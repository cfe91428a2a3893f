//! Retry with exponential backoff for transient database failures.

use anyhow::Result;
use std::future::Future;
use std::time::Duration;
use tracing::warn;

#[derive(Debug, Clone, Copy, PartialEq)]
pub struct RetryPolicy {
    pub max_attempts: u32,
    pub base_backoff: Duration,
    pub max_backoff: Duration,
}

impl Default for RetryPolicy {
    fn default() -> Self {
        Self {
            max_attempts: 3,
            base_backoff: Duration::from_millis(100),
            max_backoff: Duration::from_secs(2),
        }
    }
}

impl RetryPolicy {
    /// Delay after the given (1-based) failed attempt
    pub fn backoff(&self, attempt: u32) -> Duration {
        let factor = 2_u32.saturating_pow(attempt.saturating_sub(1));
        self.base_backoff
            .checked_mul(factor)
            .unwrap_or(self.max_backoff)
            .min(self.max_backoff)
    }
}

/// Run `f` until it succeeds, fails with a non-transient error, or runs out
/// of attempts
pub async fn execute_with_retry<F, Fut, T>(what: &str, policy: RetryPolicy, mut f: F) -> Result<T>
where
    F: FnMut() -> Fut,
    Fut: Future<Output = Result<T>>,
{
    let mut attempt = 0;
    loop {
        attempt += 1;
        match f().await {
            Ok(result) => return Ok(result),
            Err(e) if attempt < policy.max_attempts && is_retriable_error(&e) => {
                let backoff = policy.backoff(attempt);
                warn!(
                    "{} failed (attempt {}/{}): {}. Retrying in {:?}",
                    what, attempt, policy.max_attempts, e, backoff
                );
                tokio::time::sleep(backoff).await;
            }
            Err(e) => return Err(e),
        }
    }
}

fn is_retriable_error(e: &anyhow::Error) -> bool {
    let err_str = format!("{:#}", e).to_lowercase();

    [
        "connection",
        "timeout",
        "timed out",
        "broken pipe",
        "pool timed out",
        "could not serialize",
        "deadlock detected",
        "too many clients",
        "server closed the connection",
        "ssl error",
        "network error",
    ]
    .iter()
    .any(|needle| err_str.contains(needle))
}

#[cfg(test)]
mod tests {
    use super::*;
    use std::sync::atomic::{AtomicU32, Ordering};
    use std::sync::Arc;

    fn fast() -> RetryPolicy {
        RetryPolicy {
            max_attempts: 3,
            base_backoff: Duration::from_millis(1),
            max_backoff: Duration::from_millis(5),
        }
    }

    #[test]
    fn test_is_retriable_error() {
        assert!(is_retriable_error(&anyhow::anyhow!("connection refused")));
        assert!(is_retriable_error(&anyhow::anyhow!("deadlock detected")));
        assert!(is_retriable_error(&anyhow::anyhow!("pool timed out while waiting")));
        assert!(!is_retriable_error(&anyhow::anyhow!("unique constraint violation")));
        assert!(!is_retriable_error(&anyhow::anyhow!("column does not exist")));
    }

    #[test]
    fn test_backoff_doubles_and_caps() {
        let policy = RetryPolicy::default();
        assert_eq!(policy.backoff(1), Duration::from_millis(100));
        assert_eq!(policy.backoff(2), Duration::from_millis(200));
        assert_eq!(policy.backoff(3), Duration::from_millis(400));
        assert_eq!(policy.backoff(20), Duration::from_secs(2));
    }

    #[tokio::test]
    async fn test_retry_succeeds_eventually() {
        let attempts = Arc::new(AtomicU32::new(0));
        let counter = attempts.clone();

        let result: Result<i32> = execute_with_retry("upsert", fast(), || {
            let counter = counter.clone();
            async move {
                if counter.fetch_add(1, Ordering::SeqCst) + 1 < 3 {
                    Err(anyhow::anyhow!("connection reset by peer"))
                } else {
                    Ok(42)
                }
            }
        })
        .await;

        assert_eq!(result.unwrap(), 42);
        assert_eq!(attempts.load(Ordering::SeqCst), 3);
    }

    #[tokio::test]
    async fn test_no_retry_on_non_retriable_error() {
        let attempts = Arc::new(AtomicU32::new(0));
        let counter = attempts.clone();

        let result: Result<i32> = execute_with_retry("upsert", fast(), || {
            let counter = counter.clone();
            async move {
                counter.fetch_add(1, Ordering::SeqCst);
                Err(anyhow::anyhow!("invalid input syntax"))
            }
        })
        .await;

        assert!(result.is_err());
        assert_eq!(attempts.load(Ordering::SeqCst), 1);
    }

    #[tokio::test]
    async fn test_gives_up_after_max_attempts() {
        let attempts = Arc::new(AtomicU32::new(0));
        let counter = attempts.clone();

        let result: Result<()> = execute_with_retry("upsert", fast(), || {
            let counter = counter.clone();
            async move {
                counter.fetch_add(1, Ordering::SeqCst);
                Err(anyhow::anyhow!("connection timeout"))
            }
        })
        .await;

        assert!(result.is_err());
        assert_eq!(attempts.load(Ordering::SeqCst), 3);
    }
}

————

- Directions
Give back all the data exactly as written.

- Answer section
repository cfe91428a2a3893f
//! Retry with exponential backoff for transient database failures.

use anyhow::Result;
use std::future::Future;
use std::time::Duration;
use tracing::warn;

#[derive(Debug, Clone, Copy, PartialEq)]
pub struct RetryPolicy {
    pub max_attempts: u32,
    pub base_backoff: Duration,
    pub max_backoff: Duration,
}

impl Default for RetryPolicy {
    fn default() -> Self {
        Self {
            max_attempts: 3,
            base_backoff: Duration::from_millis(100),
            max_backoff: Duration::from_secs(2),
        }
    }
}

impl RetryPolicy {
    /// Delay after the given (1-based) failed attempt
    pub fn backoff(&self, attempt: u32) -> Duration {
        let factor = 2_u32.saturating_pow(attempt.saturating_sub(1));
        self.base_backoff
            .checked_mul(factor)
            .unwrap_or(self.max_backoff)
            .min(self.max_backoff)
    }
}

/// Run `f` until it succeeds, fails with a non-transient error, or runs out
/// of attempts
pub async fn execute_with_retry<F, Fut, T>(what: &str, policy: RetryPolicy, mut f: F) -> Result<T>
where
    F: FnMut() -> Fut,
    Fut: Future<Output = Result<T>>,
{
    let mut attempt = 0;
    loop {
        attempt += 1;
        match f().await {
            Ok(result) => return Ok(result),
            Err(e) if attempt < policy.max_attempts && is_retriable_error(&e) => {
                let backoff = policy.backoff(attempt);
                warn!(
                    "{} failed (attempt {}/{}): {}. Retrying in {:?}",
                    what, attempt, policy.max_attempts, e, backoff
                );
                tokio::time::sleep(backoff).await;
            }
            Err(e) => return Err(e),
        }
    }
}

fn is_retriable_error(e: &anyhow::Error) -> bool {
    let err_str = format!("{:#}", e).to_lowercase();

    [
        "connection",
        "timeout",
        "timed out",
        "broken pipe",
        "pool timed out",
        "could not serialize",
        "deadlock detected",
        "too many clients",
        "server closed the connection",
        "ssl error",
        "network error",
    ]
    .iter()
    .any(|needle| err_str.contains(needle))
}

#[cfg(test)]
mod tests {
    use super::*;
    use std::sync::atomic::{AtomicU32, Ordering};
    use std::sync::Arc;

    fn fast() -> RetryPolicy {
        RetryPolicy {
            max_attempts: 3,
            base_backoff: Duration::from_millis(1),
            max_backoff: Duration::from_millis(5),
        }
    }

    #[test]
    fn test_is_retriable_error() {
        assert!(is_retriable_error(&anyhow::anyhow!("connection refused")));
        assert!(is_retriable_error(&anyhow::anyhow!("deadlock detected")));
        assert!(is_retriable_error(&anyhow::anyhow!("pool timed out while waiting")));
        assert!(!is_retriable_error(&anyhow::anyhow!("unique constraint violation")));
        assert!(!is_retriable_error(&anyhow::anyhow!("column does not exist")));
    }

    #[test]
    fn test_backoff_doubles_and_caps() {
        let policy = RetryPolicy::default();
        assert_eq!(policy.backoff(1), Duration::from_millis(100));
        assert_eq!(policy.backoff(2), Duration::from_millis(200));
        assert_eq!(policy.backoff(3), Duration::from_millis(400));
        assert_eq!(policy.backoff(20), Duration::from_secs(2));
    }

    #[tokio::test]
    async fn test_retry_succeeds_eventually() {
        let attempts = Arc::new(AtomicU32::new(0));
        let counter = attempts.clone();

        let result: Result<i32> = execute_with_retry("upsert", fast(), || {
            let counter = counter.clone();
            async move {
                if counter.fetch_add(1, Ordering::SeqCst) + 1 < 3 {
                    Err(anyhow::anyhow!("connection reset by peer"))
                } else {
                    Ok(42)
                }
            }
        })
        .await;

        assert_eq!(result.unwrap(), 42);
        assert_eq!(attempts.load(Ordering::SeqCst), 3);
    }

    #[tokio::test]
    async fn test_no_retry_on_non_retriable_error() {
        let attempts = Arc::new(AtomicU32::new(0));
        let counter = attempts.clone();

        let result: Result<i32> = execute_with_retry("upsert", fast(), || {
            let counter = counter.clone();
            async move {
                counter.fetch_add(1, Ordering::SeqCst);
                Err(anyhow::anyhow!("invalid input syntax"))
            }
        })
        .await;

        assert!(result.is_err());
        assert_eq!(attempts.load(Ordering::SeqCst), 1);
    }

    #[tokio::test]
    async fn test_gives_up_after_max_attempts() {
        let attempts = Arc::new(AtomicU32::new(0));
        let counter = attempts.clone();

        let result: Result<()> = execute_with_retry("upsert", fast(), || {
            let counter = counter.clone();
            async move {
                counter.fetch_add(1, Ordering::SeqCst);
                Err(anyhow::anyhow!("connection timeout"))
            }
        })
        .await;

        assert!(result.is_err());
        assert_eq!(attempts.load(Ordering::SeqCst), 3);
    }
}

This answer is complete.